A-t-il été difficile d’apprendre l’opéra et de chanter ?
Jolie : Ce n’était pas facile. J’ai eu la chance d’avoir un metteur en scène qui comprenait et respectait vraiment l’opéra. Il savait combien de travail cela demandait et a réuni autour de moi une équipe pour m’enseigner. Il s’est assuré que j’avais les cours dont j’avais besoin et m’a donné l’espace pour m’entraîner. Dès le début, il a compris que j’avais besoin de temps supplémentaire pour me préparer et il a toujours soutenu mon processus de transformation. Je me souviens d’un jour, juste avant le début du tournage, quand nous étions dans une petite salle à Paris. C’était la première fois que je jouais et je savais qu’il avait reçu des rapports sur mes progrès. Et ce moment sur le plateau, avec le piano, c’était comme : « Il n’y a plus de temps. » J’ai dû chanter devant lui à voix haute. Je n’arrêtais pas de penser que je chanterais avec Maria ou un autre morceau. Pablo m’a expliqué que la seule façon de capturer cela était que je sois le seul à entendre Maria.
Larrain : Ce n’est pas facile de comprendre comment ça se passe. Elle s’est entraînée pendant six mois, et ensuite on fait cinq à sept prises en 45 minutes. Elle avait une oreillette, et c’est le seul son qu’on entend sur le plateau. Et parfois, il y avait environ 200 figurants sur le plateau.
Jolie : Ils seraient si gentils avec moi. Je m’excuserais d’avance de ne pas être à la hauteur de mes capacités. Mais ensuite, ils me soutiendraient et m’encourageraient à relever de nouveaux défis et à vivre de nouveaux moments émouvants.

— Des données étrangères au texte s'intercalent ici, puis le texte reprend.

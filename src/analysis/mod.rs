//! Filtering and aggregation behind the dashboard charts
//!
//! Every filter change recomputes a full [`DashboardView`] from the
//! read-only dataset; nothing is cached between calls.

mod aggregate;
mod filter;

pub use aggregate::{
    aggregate_by_period, aggregate_totals_by_period, compare_business_lines, summarize,
    LineComparison, PeriodAggregate, PeriodTotal, Totals,
};
pub use filter::FilterSelection;

use crate::dataset::Dataset;
use serde::Serialize;

/// Chart data for one filter selection
#[derive(Debug, Clone, PartialEq, Serialize)]
pub struct DashboardView {
    /// Selection the view was computed for
    pub filter: FilterSelection,
    /// Loss ratio trend per business line
    pub series: Vec<PeriodAggregate>,
    /// Loss ratio trend across all selected lines
    pub totals_by_period: Vec<PeriodTotal>,
    /// Average loss ratio by business line, highest first
    pub comparison: Vec<LineComparison>,
    pub totals: Totals,
}

impl DashboardView {
    pub fn is_empty(&self) -> bool {
        self.totals.rows == 0
    }
}

/// Filter the dataset and compute every chart series
pub fn build_dashboard(dataset: &Dataset, filter: &FilterSelection) -> DashboardView {
    let rows = filter.apply(dataset);
    DashboardView {
        filter: filter.clone(),
        series: aggregate_by_period(&rows),
        totals_by_period: aggregate_totals_by_period(&rows),
        comparison: compare_business_lines(&rows),
        totals: summarize(&rows),
    }
}
//! Generator and server configuration

mod generator;
mod server;

pub use generator::{BusinessLineSpec, GeneratorConfig};
pub use server::{ServerConfig, DEFAULT_DATA_PATH};
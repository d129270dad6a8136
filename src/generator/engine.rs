//! Core dataset generator: synthetic premium, incurred and developed losses

use super::development::{unit_normal, DevelopmentModel};
use super::seasonality::{seasonal_factor, trend_factor};
use crate::config::{BusinessLineSpec, GeneratorConfig};
use crate::dataset::{Dataset, LossRecord};
use crate::error::Result;
use chrono::{Datelike, NaiveDate};
use rand::{Rng, SeedableRng};
use rand_chacha::ChaCha20Rng;
use rand_distr::{Distribution, Normal};
use rayon::prelude::*;
use serde::Serialize;

/// Smallest premium written to the table; draws below it are clamped
pub const MIN_PREMIUM: f64 = 0.01;

/// Development factor drawn for one (business line, region) segment
#[derive(Debug, Clone, PartialEq, Serialize)]
pub struct SegmentFactor {
    pub business_line: String,
    pub region: String,
    pub factor: f64,
}

/// A (business line, region) pair and its position in generation order
#[derive(Debug, Clone, Copy)]
struct Segment {
    index: usize,
    line: usize,
    region: usize,
}

/// Generates one deterministic fact table from a validated configuration.
///
/// Every segment draws from its own ChaCha20 stream (same seed, stream id =
/// segment index), so segments can be generated in parallel and the output
/// depends only on the seed and configuration.
pub struct DatasetGenerator {
    config: GeneratorConfig,
    periods: Vec<NaiveDate>,
    loss_noise: Normal<f64>,
}

impl DatasetGenerator {
    /// Validate the configuration and prepare a generator
    pub fn new(config: GeneratorConfig) -> Result<Self> {
        config.validate()?;
        let loss_noise = unit_normal("loss", config.loss_noise_sd)?;
        let periods = config.periods();
        Ok(Self { config, periods, loss_noise })
    }

    pub fn config(&self) -> &GeneratorConfig {
        &self.config
    }

    pub fn periods(&self) -> &[NaiveDate] {
        &self.periods
    }

    /// Development factors each segment will use, in generation order
    pub fn development_factors(&self) -> Result<Vec<SegmentFactor>> {
        self.segments()
            .into_iter()
            .map(|segment| {
                let mut rng = self.segment_rng(segment);
                let model = self.draw_development(segment, &mut rng)?;
                Ok(SegmentFactor {
                    business_line: self.line(segment).name.clone(),
                    region: self.config.regions[segment.region].clone(),
                    factor: model.factor(),
                })
            })
            .collect()
    }

    /// Generate the full fact table, ordered by period, business line, region
    pub fn generate(&self) -> Result<Dataset> {
        let segments = self.segments();

        let per_segment: Vec<Vec<LossRecord>> = segments
            .par_iter()
            .map(|&segment| self.generate_segment(segment))
            .collect::<Result<_>>()?;

        let mut records = Vec::with_capacity(segments.len() * self.periods.len());
        for period_idx in 0..self.periods.len() {
            for rows in &per_segment {
                records.push(rows[period_idx].clone());
            }
        }

        log::info!(
            "Generated {} rows ({} periods x {} business lines x {} regions, seed {})",
            records.len(),
            self.periods.len(),
            self.config.business_lines.len(),
            self.config.regions.len(),
            self.config.seed
        );
        Ok(Dataset::new(records))
    }

    fn segments(&self) -> Vec<Segment> {
        let regions = self.config.regions.len();
        (0..self.config.business_lines.len())
            .flat_map(|line| (0..regions).map(move |region| (line, region)))
            .enumerate()
            .map(|(index, (line, region))| Segment { index, line, region })
            .collect()
    }

    fn line(&self, segment: Segment) -> &BusinessLineSpec {
        &self.config.business_lines[segment.line]
    }

    fn segment_rng(&self, segment: Segment) -> ChaCha20Rng {
        let mut rng = ChaCha20Rng::seed_from_u64(self.config.seed);
        rng.set_stream(segment.index as u64);
        rng
    }

    /// First draw on every segment stream
    fn draw_development(&self, segment: Segment, rng: &mut ChaCha20Rng) -> Result<DevelopmentModel> {
        DevelopmentModel::draw(self.line(segment), self.config.development_noise_sd, rng)
    }

    fn generate_segment(&self, segment: Segment) -> Result<Vec<LossRecord>> {
        let mut rng = self.segment_rng(segment);
        let development = self.draw_development(segment, &mut rng)?;
        let line = self.line(segment);
        let region = &self.config.regions[segment.region];

        let Some(&first_period) = self.periods.first() else {
            return Ok(Vec::new());
        };

        let mut rows = Vec::with_capacity(self.periods.len());
        for &period in &self.periods {
            // Premium: uniform daily rate earned over the month
            let daily = rng.random_range(self.config.daily_premium_min..=self.config.daily_premium_max);
            let mut premium = round_cents(daily * days_in_month(period) as f64);
            if premium < MIN_PREMIUM {
                log::warn!("{}/{} {}: premium {} clamped to {}", line.name, region, period, premium, MIN_PREMIUM);
                premium = MIN_PREMIUM;
            }

            // Incurred: target loss ratio with seasonality, noise and trend
            let days_elapsed = (period - first_period).num_days();
            let raw_incurred = premium
                * line.target_loss_ratio
                * seasonal_factor(period.month(), self.config.seasonal_amplitude)
                * self.loss_noise.sample(&mut rng)
                * trend_factor(days_elapsed, self.config.trend_per_1000_days);
            if raw_incurred < 0.0 {
                log::warn!("{}/{} {}: negative incurred draw clamped to 0", line.name, region, period);
            }
            let incurred = round_cents(raw_incurred.max(0.0));

            // Developed: rounding can pull it a cent under incurred, so re-floor
            let developed = round_cents(development.develop(incurred, &mut rng)).max(incurred);

            rows.push(LossRecord {
                period,
                business_line: line.name.clone(),
                region: region.clone(),
                earned_premium: premium,
                incurred_loss: incurred,
                developed_loss: developed,
            });
        }

        log::debug!(
            "Segment {}/{}: development factor {:.4}, {} rows",
            line.name,
            region,
            development.factor(),
            rows.len()
        );
        Ok(rows)
    }
}

/// Round to whole cents
pub fn round_cents(value: f64) -> f64 {
    (value * 100.0).round() / 100.0
}

/// Number of days in the month containing `date`
pub fn days_in_month(date: NaiveDate) -> u32 {
    let (year, month) = (date.year(), date.month());
    let next = if month == 12 {
        NaiveDate::from_ymd_opt(year + 1, 1, 1)
    } else {
        NaiveDate::from_ymd_opt(year, month + 1, 1)
    };
    match (next, NaiveDate::from_ymd_opt(year, month, 1)) {
        (Some(next), Some(first)) => (next - first).num_days() as u32,
        _ => 31,
    }
}

#[cfg(test)]
mod tests {
    use super::*;
    use crate::dataset::write_dataset_to_writer;

    fn small_config(seed: u64) -> GeneratorConfig {
        GeneratorConfig {
            seed,
            start: NaiveDate::from_ymd_opt(2023, 1, 1).unwrap(),
            end: NaiveDate::from_ymd_opt(2023, 12, 31).unwrap(),
            ..GeneratorConfig::canonical()
        }
    }

    #[test]
    fn test_row_count_and_order() {
        let generator = DatasetGenerator::new(small_config(42)).unwrap();
        let dataset = generator.generate().unwrap();
        assert_eq!(dataset.len(), 12 * 4 * 4);

        let first = &dataset.records()[0];
        assert_eq!(first.period, NaiveDate::from_ymd_opt(2023, 1, 1).unwrap());
        assert_eq!(first.business_line, "Commercial Auto");
        assert_eq!(first.region, "Northeast");

        let second = &dataset.records()[1];
        assert_eq!(second.business_line, "Commercial Auto");
        assert_eq!(second.region, "Southeast");

        let last = dataset.records().last().unwrap();
        assert_eq!(last.period, NaiveDate::from_ymd_opt(2023, 12, 1).unwrap());
        assert_eq!(last.business_line, "Commercial Property");
        assert_eq!(last.region, "West");
    }

    #[test]
    fn test_invariants_hold_for_every_row() {
        let dataset = DatasetGenerator::new(GeneratorConfig::canonical())
            .unwrap()
            .generate()
            .unwrap();
        for row in dataset.records() {
            assert!(row.earned_premium > 0.0, "non-positive premium in {:?}", row);
            assert!(row.incurred_loss >= 0.0, "negative incurred in {:?}", row);
            assert!(row.developed_loss >= row.incurred_loss, "developed < incurred in {:?}", row);
        }
    }

    #[test]
    fn test_same_seed_is_byte_identical() {
        let render = |seed| {
            let dataset = DatasetGenerator::new(small_config(seed)).unwrap().generate().unwrap();
            let mut buf = Vec::new();
            write_dataset_to_writer(&dataset, &mut buf).unwrap();
            buf
        };
        assert_eq!(render(7), render(7));
        assert_ne!(render(7), render(8));
    }

    #[test]
    fn test_development_factors_match_line_ranges() {
        let generator = DatasetGenerator::new(GeneratorConfig::canonical()).unwrap();
        let factors = generator.development_factors().unwrap();
        assert_eq!(factors.len(), 16);

        for factor in &factors {
            let line = generator
                .config()
                .business_lines
                .iter()
                .find(|l| l.name == factor.business_line)
                .unwrap();
            assert!(factor.factor >= line.development_min && factor.factor <= line.development_max);
        }
    }

    #[test]
    fn test_developed_ratio_exceeds_reported_on_average() {
        let dataset = DatasetGenerator::new(GeneratorConfig::canonical())
            .unwrap()
            .generate()
            .unwrap();
        let premium: f64 = dataset.records().iter().map(|r| r.earned_premium).sum();
        let incurred: f64 = dataset.records().iter().map(|r| r.incurred_loss).sum();
        let developed: f64 = dataset.records().iter().map(|r| r.developed_loss).sum();
        assert!(developed / premium > incurred / premium);
        // Canonical lines average 0.60 before seasonality and trend
        let reported = incurred / premium;
        assert!(reported > 0.5 && reported < 0.75, "reported loss ratio {}", reported);
    }

    #[test]
    fn test_premium_scales_with_month_length() {
        let dataset = DatasetGenerator::new(small_config(1)).unwrap().generate().unwrap();
        for row in dataset.records() {
            let days = days_in_month(row.period) as f64;
            assert!(row.earned_premium >= 5_000.0 * days - 0.01);
            assert!(row.earned_premium <= 15_000.0 * days + 0.01);
        }
    }

    #[test]
    fn test_rejects_invalid_config() {
        let mut config = GeneratorConfig::canonical();
        config.regions.clear();
        assert!(DatasetGenerator::new(config).is_err());
    }

    #[test]
    fn test_rejects_negative_noise_sd() {
        let mut config = GeneratorConfig::canonical();
        config.loss_noise_sd = -0.05;
        assert!(DatasetGenerator::new(config).is_err());

        let mut config = GeneratorConfig::canonical();
        config.development_noise_sd = -0.02;
        assert!(DatasetGenerator::new(config).is_err());
    }

    #[test]
    fn test_days_in_month() {
        assert_eq!(days_in_month(NaiveDate::from_ymd_opt(2024, 2, 1).unwrap()), 29);
        assert_eq!(days_in_month(NaiveDate::from_ymd_opt(2023, 2, 1).unwrap()), 28);
        assert_eq!(days_in_month(NaiveDate::from_ymd_opt(2023, 12, 1).unwrap()), 31);
        assert_eq!(days_in_month(NaiveDate::from_ymd_opt(2023, 4, 1).unwrap()), 30);
    }

    #[test]
    fn test_round_cents() {
        assert_eq!(round_cents(10.005_1), 10.01);
        assert_eq!(round_cents(3.0), 3.0);
    }
}
//! Generator configuration: dimension enumerations, period range and noise parameters

use crate::error::{DashboardError, Result};
use chrono::{Datelike, Months, NaiveDate};
use serde::{Deserialize, Serialize};
use std::collections::HashSet;
use std::fs::File;
use std::path::Path;

/// One business line and its loss experience parameters
#[derive(Debug, Clone, PartialEq, Serialize, Deserialize)]
pub struct BusinessLineSpec {
    /// Display name, also the value written to the fact table
    pub name: String,

    /// Expected incurred loss / earned premium before seasonality and trend
    pub target_loss_ratio: f64,

    /// Lower bound of the segment development factor draw
    pub development_min: f64,

    /// Upper bound of the segment development factor draw
    pub development_max: f64,
}

impl BusinessLineSpec {
    pub fn new(name: &str, target_loss_ratio: f64, development_min: f64, development_max: f64) -> Self {
        Self {
            name: name.to_string(),
            target_loss_ratio,
            development_min,
            development_max,
        }
    }
}

fn default_seed() -> u64 { 42 }
fn default_start() -> NaiveDate { NaiveDate::from_ymd_opt(2022, 1, 1).unwrap_or_default() }
fn default_end() -> NaiveDate { NaiveDate::from_ymd_opt(2025, 8, 25).unwrap_or_default() }
fn default_business_lines() -> Vec<BusinessLineSpec> {
    vec![
        BusinessLineSpec::new("Commercial Auto", 0.65, 1.08, 1.20),
        BusinessLineSpec::new("General Liability", 0.75, 1.15, 1.30),
        BusinessLineSpec::new("Workers Compensation", 0.55, 1.10, 1.25),
        BusinessLineSpec::new("Commercial Property", 0.45, 1.05, 1.12),
    ]
}
fn default_regions() -> Vec<String> {
    ["Northeast", "Southeast", "Midwest", "West"].iter().map(|r| r.to_string()).collect()
}
fn default_daily_premium_min() -> f64 { 5_000.0 }
fn default_daily_premium_max() -> f64 { 15_000.0 }
fn default_seasonal_amplitude() -> f64 { 0.10 }
fn default_loss_noise_sd() -> f64 { 0.05 }
fn default_trend_per_1000_days() -> f64 { 0.05 }
fn default_development_noise_sd() -> f64 { 0.02 }

/// Everything the dataset generator needs to produce one deterministic table
#[derive(Debug, Clone, PartialEq, Serialize, Deserialize)]
pub struct GeneratorConfig {
    /// Seed for the ChaCha20 streams
    #[serde(default = "default_seed")]
    pub seed: u64,

    /// First reporting date; the period range starts at its month
    #[serde(default = "default_start")]
    pub start: NaiveDate,

    /// Last reporting date (inclusive)
    #[serde(default = "default_end")]
    pub end: NaiveDate,

    #[serde(default = "default_business_lines")]
    pub business_lines: Vec<BusinessLineSpec>,

    #[serde(default = "default_regions")]
    pub regions: Vec<String>,

    /// Daily premium draw bounds; monthly premium = draw * days in month
    #[serde(default = "default_daily_premium_min")]
    pub daily_premium_min: f64,

    #[serde(default = "default_daily_premium_max")]
    pub daily_premium_max: f64,

    /// Peak +/- swing of the monthly seasonal loss factor
    #[serde(default = "default_seasonal_amplitude")]
    pub seasonal_amplitude: f64,

    /// Standard deviation of the multiplicative Normal(1, sd) loss noise
    #[serde(default = "default_loss_noise_sd")]
    pub loss_noise_sd: f64,

    /// Loss trend added per 1000 days elapsed since `start`
    #[serde(default = "default_trend_per_1000_days")]
    pub trend_per_1000_days: f64,

    /// Standard deviation of the per-row development noise
    #[serde(default = "default_development_noise_sd")]
    pub development_noise_sd: f64,
}

impl GeneratorConfig {
    /// Default configuration: four commercial lines, four US regions, Jan 2022 to Aug 2025
    pub fn canonical() -> Self {
        Self {
            seed: default_seed(),
            start: default_start(),
            end: default_end(),
            business_lines: default_business_lines(),
            regions: default_regions(),
            daily_premium_min: default_daily_premium_min(),
            daily_premium_max: default_daily_premium_max(),
            seasonal_amplitude: default_seasonal_amplitude(),
            loss_noise_sd: default_loss_noise_sd(),
            trend_per_1000_days: default_trend_per_1000_days(),
            development_noise_sd: default_development_noise_sd(),
        }
    }

    /// Load a JSON configuration file; absent fields take canonical defaults
    pub fn from_json_path<P: AsRef<Path>>(path: P) -> Result<Self> {
        let path = path.as_ref();
        let file = File::open(path).map_err(|e| {
            DashboardError::Config(format!("cannot open {}: {}", path.display(), e))
        })?;
        let config: GeneratorConfig = serde_json::from_reader(file)?;
        Ok(config)
    }

    /// Reject dimension enumerations and parameters the generator cannot honor
    pub fn validate(&self) -> Result<()> {
        if self.business_lines.is_empty() {
            return Err(config_err("at least one business line is required"));
        }
        if self.regions.is_empty() {
            return Err(config_err("at least one region is required"));
        }

        let mut seen = HashSet::new();
        for line in &self.business_lines {
            if line.name.trim().is_empty() {
                return Err(config_err("business line names must not be blank"));
            }
            if !seen.insert(line.name.as_str()) {
                return Err(config_err(&format!("duplicate business line: {}", line.name)));
            }
            if !(line.target_loss_ratio > 0.0 && line.target_loss_ratio <= 2.0) {
                return Err(config_err(&format!(
                    "{}: target loss ratio {} outside (0, 2]",
                    line.name, line.target_loss_ratio
                )));
            }
            if !(line.development_min >= 1.0) || !line.development_max.is_finite() {
                return Err(config_err(&format!(
                    "{}: development factors must be >= 1.0",
                    line.name
                )));
            }
            if line.development_min > line.development_max {
                return Err(config_err(&format!(
                    "{}: development range [{}, {}] is inverted",
                    line.name, line.development_min, line.development_max
                )));
            }
        }

        let mut seen = HashSet::new();
        for region in &self.regions {
            if region.trim().is_empty() {
                return Err(config_err("region names must not be blank"));
            }
            if !seen.insert(region.as_str()) {
                return Err(config_err(&format!("duplicate region: {}", region)));
            }
        }

        if self.end < self.start {
            return Err(config_err(&format!(
                "end date {} precedes start date {}",
                self.end, self.start
            )));
        }
        if !(self.daily_premium_min > 0.0) || !self.daily_premium_max.is_finite() {
            return Err(config_err("daily premium bounds must be positive and finite"));
        }
        if self.daily_premium_min > self.daily_premium_max {
            return Err(config_err("daily premium range is inverted"));
        }
        if !(0.0..1.0).contains(&self.seasonal_amplitude) {
            return Err(config_err("seasonal amplitude must lie in [0, 1)"));
        }
        for (name, value) in [
            ("loss_noise_sd", self.loss_noise_sd),
            ("development_noise_sd", self.development_noise_sd),
            ("trend_per_1000_days", self.trend_per_1000_days),
        ] {
            if !value.is_finite() || value < 0.0 {
                return Err(config_err(&format!("{} must be finite and non-negative", name)));
            }
        }

        Ok(())
    }

    /// First-of-month dates covered by `[start, end]`, in order
    pub fn periods(&self) -> Vec<NaiveDate> {
        let mut periods = Vec::new();
        let Some(mut current) = self.start.with_day(1) else {
            return periods;
        };
        while current <= self.end {
            periods.push(current);
            match current.checked_add_months(Months::new(1)) {
                Some(next) => current = next,
                None => break,
            }
        }
        periods
    }
}

impl Default for GeneratorConfig {
    fn default() -> Self {
        Self::canonical()
    }
}

fn config_err(message: &str) -> DashboardError {
    DashboardError::Config(message.to_string())
}

#[cfg(test)]
mod tests {
    use super::*;

    #[test]
    fn test_canonical_is_valid() {
        let config = GeneratorConfig::canonical();
        assert!(config.validate().is_ok());
        assert_eq!(config.business_lines.len(), 4);
        assert_eq!(config.regions.len(), 4);
    }

    #[test]
    fn test_periods_cover_partial_last_month() {
        let config = GeneratorConfig::canonical();
        let periods = config.periods();
        // Jan 2022 through Aug 2025
        assert_eq!(periods.len(), 44);
        assert_eq!(periods[0], NaiveDate::from_ymd_opt(2022, 1, 1).unwrap());
        assert_eq!(*periods.last().unwrap(), NaiveDate::from_ymd_opt(2025, 8, 1).unwrap());
    }

    #[test]
    fn test_periods_start_mid_month() {
        let config = GeneratorConfig {
            start: NaiveDate::from_ymd_opt(2024, 3, 15).unwrap(),
            end: NaiveDate::from_ymd_opt(2024, 5, 1).unwrap(),
            ..GeneratorConfig::canonical()
        };
        let periods = config.periods();
        assert_eq!(periods.len(), 3);
        assert_eq!(periods[0], NaiveDate::from_ymd_opt(2024, 3, 1).unwrap());
    }

    #[test]
    fn test_rejects_empty_dimensions() {
        let mut config = GeneratorConfig::canonical();
        config.regions.clear();
        assert!(matches!(config.validate(), Err(DashboardError::Config(_))));

        let mut config = GeneratorConfig::canonical();
        config.business_lines.clear();
        assert!(matches!(config.validate(), Err(DashboardError::Config(_))));
    }

    #[test]
    fn test_rejects_duplicates_and_blanks() {
        let mut config = GeneratorConfig::canonical();
        config.regions.push("West".to_string());
        assert!(config.validate().is_err());

        let mut config = GeneratorConfig::canonical();
        config.business_lines[1].name = "  ".to_string();
        assert!(config.validate().is_err());
    }

    #[test]
    fn test_rejects_development_below_one() {
        let mut config = GeneratorConfig::canonical();
        config.business_lines[0].development_min = 0.95;
        assert!(config.validate().is_err());

        let mut config = GeneratorConfig::canonical();
        config.business_lines[0].development_min = 1.4;
        config.business_lines[0].development_max = 1.2;
        assert!(config.validate().is_err());
    }

    #[test]
    fn test_rejects_bad_ranges() {
        let mut config = GeneratorConfig::canonical();
        config.end = NaiveDate::from_ymd_opt(2021, 12, 31).unwrap();
        assert!(config.validate().is_err());

        let mut config = GeneratorConfig::canonical();
        config.daily_premium_min = 0.0;
        assert!(config.validate().is_err());

        let mut config = GeneratorConfig::canonical();
        config.loss_noise_sd = f64::NAN;
        assert!(config.validate().is_err());
    }

    #[test]
    fn test_json_defaults_fill_missing_fields() {
        let config: GeneratorConfig =
            serde_json::from_str(r#"{"seed": 7, "regions": ["North", "South"]}"#).unwrap();
        assert_eq!(config.seed, 7);
        assert_eq!(config.regions, vec!["North", "South"]);
        assert_eq!(config.business_lines, GeneratorConfig::canonical().business_lines);
        assert!(config.validate().is_ok());
    }

    #[test]
    fn test_from_json_path_reads_file() {
        let dir = tempfile::tempdir().unwrap();
        let path = dir.path().join("generator.json");
        std::fs::write(&path, r#"{"seed": 11, "start": "2024-01-01", "end": "2024-03-31"}"#).unwrap();

        let config = GeneratorConfig::from_json_path(&path).unwrap();
        assert_eq!(config.seed, 11);
        assert_eq!(config.periods().len(), 3);
        assert_eq!(config.regions, GeneratorConfig::canonical().regions);
    }

    #[test]
    fn test_from_json_path_missing_file() {
        let dir = tempfile::tempdir().unwrap();
        let path = dir.path().join("absent.json");
        match GeneratorConfig::from_json_path(&path) {
            Err(DashboardError::Config(message)) => assert!(message.contains("absent.json")),
            other => panic!("expected config error, got {:?}", other),
        }
    }

    #[test]
    fn test_from_json_path_invalid_json() {
        let dir = tempfile::tempdir().unwrap();
        let path = dir.path().join("broken.json");
        std::fs::write(&path, "{ seed: ").unwrap();
        assert!(matches!(GeneratorConfig::from_json_path(&path), Err(DashboardError::Json(_))));
    }
}
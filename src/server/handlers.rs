//! HTTP handlers for the dashboard endpoint

use super::page::INDEX_HTML;
use crate::analysis::{build_dashboard, DashboardView, FilterSelection};
use crate::dataset::Dataset;
use axum::extract::rejection::JsonRejection;
use axum::extract::State;
use axum::http::StatusCode;
use axum::response::{Html, IntoResponse, Response};
use axum::Json;
use chrono::NaiveDate;
use serde::Serialize;
use std::sync::Arc;
use std::time::Instant;

/// Shared, read-only server state
#[derive(Clone)]
pub struct AppState {
    dataset: Arc<Dataset>,
    started: Instant,
}

impl AppState {
    pub fn new(dataset: Dataset) -> Self {
        Self {
            dataset: Arc::new(dataset),
            started: Instant::now(),
        }
    }

    pub fn dataset(&self) -> &Dataset {
        &self.dataset
    }
}

/// Filter choices offered by the page controls
#[derive(Debug, Serialize)]
pub struct OptionsResponse {
    pub business_lines: Vec<String>,
    pub regions: Vec<String>,
    pub min_period: Option<NaiveDate>,
    pub max_period: Option<NaiveDate>,
}

#[derive(Debug, Serialize)]
pub struct HealthResponse {
    pub status: &'static str,
    pub rows: usize,
    pub uptime_secs: f64,
}

pub enum AppError {
    BadRequest(String),
}

impl IntoResponse for AppError {
    fn into_response(self) -> Response {
        let (status, message) = match self {
            AppError::BadRequest(e) => (StatusCode::BAD_REQUEST, e),
        };
        (status, Json(serde_json::json!({ "error": message }))).into_response()
    }
}

pub async fn index_handler() -> Html<&'static str> {
    Html(INDEX_HTML)
}

pub async fn options_handler(State(state): State<AppState>) -> Json<OptionsResponse> {
    let dataset = state.dataset();
    let bounds = dataset.period_bounds();

    let mut business_lines = dataset.business_lines();
    business_lines.sort();
    let mut regions = dataset.regions();
    regions.sort();

    Json(OptionsResponse {
        business_lines,
        regions,
        min_period: bounds.map(|(min, _)| min),
        max_period: bounds.map(|(_, max)| max),
    })
}

/// Recompute every chart for the posted selection
pub async fn dashboard_handler(
    State(state): State<AppState>,
    payload: Result<Json<FilterSelection>, JsonRejection>,
) -> Result<Json<DashboardView>, AppError> {
    let start = Instant::now();
    let Json(filter) = payload.map_err(|e| AppError::BadRequest(e.body_text()))?;

    let view = build_dashboard(state.dataset(), &filter);
    log::debug!(
        "Recomputed dashboard: {} rows, {} series points in {:?} for {:?}",
        view.totals.rows,
        view.series.len(),
        start.elapsed(),
        filter
    );
    Ok(Json(view))
}

pub async fn health_handler(State(state): State<AppState>) -> Json<HealthResponse> {
    Json(HealthResponse {
        status: "ok",
        rows: state.dataset().len(),
        uptime_secs: state.started.elapsed().as_secs_f64(),
    })
}
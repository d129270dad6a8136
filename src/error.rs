//! Error type shared by the generator, loader and server

use std::path::PathBuf;
use thiserror::Error;

/// Errors raised while configuring, generating or loading loss data
#[derive(Debug, Error)]
pub enum DashboardError {
    /// Generator or server configuration rejected during validation
    #[error("invalid configuration: {0}")]
    Config(String),

    /// Data file not found at load time
    #[error("data file not found: {} (run `loss_ratio_dashboard generate` first)", .path.display())]
    MissingData { path: PathBuf },

    /// Row present but unusable (bad date, negative amount, developed < incurred)
    #[error("malformed data at line {line}: {message}")]
    Malformed { line: u64, message: String },

    #[error(transparent)]
    Csv(#[from] csv::Error),

    #[error(transparent)]
    Io(#[from] std::io::Error),

    #[error(transparent)]
    Json(#[from] serde_json::Error),
}

pub type Result<T> = std::result::Result<T, DashboardError>;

Il y a un moment dans le film où le personnage de Kodi Smit-McPhee dit à Maria Callas : « Je suis tombé amoureux de toi. » Est-ce que l’un d’entre vous est tombé amoureux de Maria au cours de ce processus ?
Jolie : Je pense que c’est pour cela que j’ai été si ému quand les gens ont été touchés par elle à Venise. C’est une personne dont on sait qu’elle n’a pas toujours été bien traitée et qu’elle n’est pas toujours comprise. Avoir cette chance aidera les gens à la comprendre et à la respecter un peu plus. Je me suis sentie obligée envers elle et envers sa vie. Je l’aime.
Larraín : Je l’aime beaucoup, et ce film célèbre sa vie et sa musique. Oui, son destin a été tragique. Mais il y a tellement de beauté là-dedans. Regardez-la. Regardez le monde qu’elle a construit. Il y a quelque chose d’invisible et d’irrationnel dans l’opéra. Ce type de film est la meilleure version de l’artisanat, et nous devons être invisibles. Donc, lorsque nous avons la « diva » qui fait son travail, c’est ainsi que la musique entre en jeu.
Cette interview a été éditée et condensée.